**Task requirements:** Please report how many lines of the listing contain the string "Serialize", giving the number only.
━━ Data for analysis
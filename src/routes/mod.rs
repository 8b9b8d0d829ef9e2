pub mod auth;
pub mod comments;
pub mod health;
pub mod posts;

use axum::extract::multipart::Field;
use serde::{Deserialize, Serialize};

use crate::error::AppResult;
use crate::media::Upload;

/// `{"message": ...}` acknowledgement body.
#[derive(Debug, Clone, PartialEq, Serialize, Deserialize)]
pub struct Message {
    pub message: String,
}

impl Message {
    pub fn new(message: impl Into<String>) -> Self {
        Self {
            message: message.into(),
        }
    }
}

/// Buffer a multipart file field in memory.
pub(crate) async fn read_upload(field: Field<'_>) -> AppResult<Upload> {
    let content_type = field.content_type().map(str::to_string);
    let file_name = field.file_name().map(str::to_string);
    let data = field.bytes().await?;
    Ok(Upload {
        data,
        content_type,
        file_name,
    })
}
━━━━
**Task solution:** 2